Radiochemotherapy (RCT) could alter the function, activation state, and distribution of immune cells in tumor microenvironment (TME). This study aimed to decipher the alteration of immune checkpoint molecules induced by RCT in the TME of cervical cancer by single-cell RNA sequencing (scRNA-seq). We analyzed the alterations of immune checkpoint molecules in the TME using scRNA-seq data of 32,116 cells from 3 pairs of tumor biopsies of cervical cancer patients pre- and post-RCT. Uniform Manifold Approximation and Projection was applied to demonstrate the heterogeneity of cell subclusters and differences in the distribution of immune checkpoint molecules. The Wilcoxon rank sum test was used to compare the expression level of the immune checkpoint molecules pre- and post-RCT. VSIR was mainly expressed on cancer-associated fibroblasts and myeloid cells, of which the level can be reduced by RCT (both P < 0.05). RCT also inhibited the expression of co-inhibitory molecules, such as HAVCR2, TIGIT, CD244, and CD160 on CD4+ T, CD8+ T, and NK cells (all P < 0.05). The expression level of co-inhibitory molecules, LAG3, and co-stimulatory molecules, TNFRSF9 on CD8+ and CD4+ T cells were reduced post-RCT (all P < 0.05). Nonetheless, the expression level of co-stimulatory molecules CD28 was significantly increased on CD4+ and CD8+ T cells post-RCT (all P < 0.05).
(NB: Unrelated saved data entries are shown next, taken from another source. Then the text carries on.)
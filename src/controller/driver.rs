//! Async runtime for a [`SearchController`].
//!
//! One task owns the controller and multiplexes three sources with
//! `tokio::select!`: UI events from a channel, the earliest debounce
//! deadline, and the fetches in flight. Superseded fetches are not aborted;
//! they complete and the controller discards their results.

use std::sync::Arc;

use futures::future::{BoxFuture, FutureExt};
use futures::stream::{FuturesUnordered, StreamExt};
use tokio::sync::{mpsc, watch};
use tokio::time::Instant;

use crate::error::Result;
use crate::remote::{FetchError, ResponseEnvelope, SearchProvider};

use super::catalog::PageCatalog;
use super::fetch::FetchRequest;
use super::model::{Command, ControllerSettings, ResponseOutcome, ViewSnapshot};
use super::scroll::ScrollObservation;
use super::url::{HistorySink, MemoryHistory, MemorySectionMemory, SectionMemory};
use super::SearchController;

/// Events a view sends to the driver
#[derive(Debug, Clone, PartialEq)]
pub enum UiEvent {
    FieldFocused(String),
    FieldEdited { field: String, value: String },
    FieldBlurred(String),
    FieldSubmitted(String),
    FreshRequested,
    FiltersCleared,
    LoadMoreRequested,
    Scrolled(ScrollObservation),
    SectionChanged(String),
    UrlChanged(String),
    Retry,
    Teardown,
}

type FetchOutcome = (FetchRequest, std::result::Result<ResponseEnvelope, FetchError>);

pub struct ControllerDriver<P, H = MemoryHistory, M = MemorySectionMemory> {
    controller: SearchController,
    provider: Arc<P>,
    history: H,
    memory: M,
    in_flight: FuturesUnordered<BoxFuture<'static, FetchOutcome>>,
}

impl<P, H, M> ControllerDriver<P, H, M>
where
    P: SearchProvider + 'static,
    H: HistorySink,
    M: SectionMemory,
{
    /// Mount a controller and start its initial fetch
    pub fn mount(
        catalog: PageCatalog,
        url_query: &str,
        settings: ControllerSettings,
        provider: Arc<P>,
        history: H,
        memory: M,
    ) -> Result<Self> {
        let remembered = memory.load(&catalog.page);
        let (controller, commands) =
            SearchController::mount(catalog, url_query, remembered.as_deref(), settings)?;

        let mut driver = Self {
            controller,
            provider,
            history,
            memory,
            in_flight: FuturesUnordered::new(),
        };
        driver.execute(commands);
        Ok(driver)
    }

    pub fn controller(&self) -> &SearchController {
        &self.controller
    }

    pub fn history(&self) -> &H {
        &self.history
    }

    pub fn memory(&self) -> &M {
        &self.memory
    }

    pub fn in_flight(&self) -> usize {
        self.in_flight.len()
    }

    pub fn snapshot(&self) -> ViewSnapshot {
        self.controller.snapshot()
    }

    fn execute(&mut self, commands: Vec<Command>) {
        for command in commands {
            match command {
                Command::Fetch(request) => {
                    let provider = Arc::clone(&self.provider);
                    self.in_flight.push(
                        async move {
                            let result = provider.fetch_page(&request.query).await;
                            (request, result)
                        }
                        .boxed(),
                    );
                }
                Command::ReplaceUrl(query) => self.history.replace(&query),
                Command::RememberSection { page, section } => self.memory.store(&page, &section),
            }
        }
    }

    /// Apply one UI event at the current (tokio) instant
    pub fn dispatch(&mut self, event: UiEvent) -> Result<()> {
        let now = Instant::now().into_std();
        let controller = &mut self.controller;
        let commands = match event {
            UiEvent::FieldFocused(field) => {
                controller.on_field_focused(&field)?;
                Vec::new()
            }
            UiEvent::FieldEdited { field, value } => {
                controller.on_field_edited(&field, &value, now)?
            }
            UiEvent::FieldBlurred(field) => controller.on_field_blurred(&field)?,
            UiEvent::FieldSubmitted(field) => controller.on_field_submitted(&field)?,
            UiEvent::FreshRequested => controller.on_fresh_requested(),
            UiEvent::FiltersCleared => controller.on_filters_cleared(),
            UiEvent::LoadMoreRequested => controller.on_load_more_requested(),
            UiEvent::Scrolled(observation) => controller.on_scroll(observation, now),
            UiEvent::SectionChanged(section) => controller.on_section_changed(&section)?,
            UiEvent::UrlChanged(query) => controller.on_url_changed(&query),
            UiEvent::Retry => controller.retry(),
            UiEvent::Teardown => {
                controller.teardown();
                Vec::new()
            }
        };
        self.execute(commands);
        Ok(())
    }

    fn complete(&mut self, outcome: FetchOutcome) -> ResponseOutcome {
        let (request, result) = outcome;
        let (outcome, commands) = self.controller.on_response(&request, result);
        self.execute(commands);
        outcome
    }

    fn deadline_elapsed(&mut self) {
        let commands = self.controller.tick(Instant::now().into_std());
        self.execute(commands);
    }

    fn next_deadline(&self) -> Option<Instant> {
        self.controller.next_deadline().map(Instant::from_std)
    }

    /// Drive fetches and debounce timers until neither is pending
    pub async fn settle(&mut self) {
        loop {
            let deadline = self.next_deadline();
            if self.in_flight.is_empty() && deadline.is_none() {
                return;
            }
            tokio::select! {
                Some(outcome) = self.in_flight.next(), if !self.in_flight.is_empty() => {
                    self.complete(outcome);
                }
                _ = tokio::time::sleep_until(deadline.unwrap_or_else(Instant::now)),
                    if deadline.is_some() => {
                    self.deadline_elapsed();
                }
                else => return,
            }
        }
    }

    /// Run until teardown or until the event channel closes.
    ///
    /// A snapshot is published after every event, response and timer.
    pub async fn run(
        mut self,
        mut events: mpsc::Receiver<UiEvent>,
        snapshots: watch::Sender<ViewSnapshot>,
    ) -> Self {
        snapshots.send_replace(self.controller.snapshot());

        loop {
            let deadline = self.next_deadline();
            tokio::select! {
                event = events.recv() => match event {
                    Some(UiEvent::Teardown) | None => {
                        self.controller.teardown();
                        snapshots.send_replace(self.controller.snapshot());
                        break;
                    }
                    Some(event) => {
                        if let Err(e) = self.dispatch(event) {
                            tracing::warn!(error = %e, "rejected UI event");
                        }
                    }
                },
                Some(outcome) = self.in_flight.next(), if !self.in_flight.is_empty() => {
                    self.complete(outcome);
                }
                _ = tokio::time::sleep_until(deadline.unwrap_or_else(Instant::now)),
                    if deadline.is_some() => {
                    self.deadline_elapsed();
                }
            }
            snapshots.send_replace(self.controller.snapshot());
        }

        self
    }
}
Intriguingly, the expression level of TNFRSF18 was increased on CD8+ T cells post-RCT while it was reduced on NK cells post-RCT (both P < 0.05). This study unveils that RCT could induce complex alteration of the expression of immune checkpoint molecules on immune cells as well as stromal cells, which may help further understand the mechanism of anti-tumor effect of RCT and optimize treatment strategies.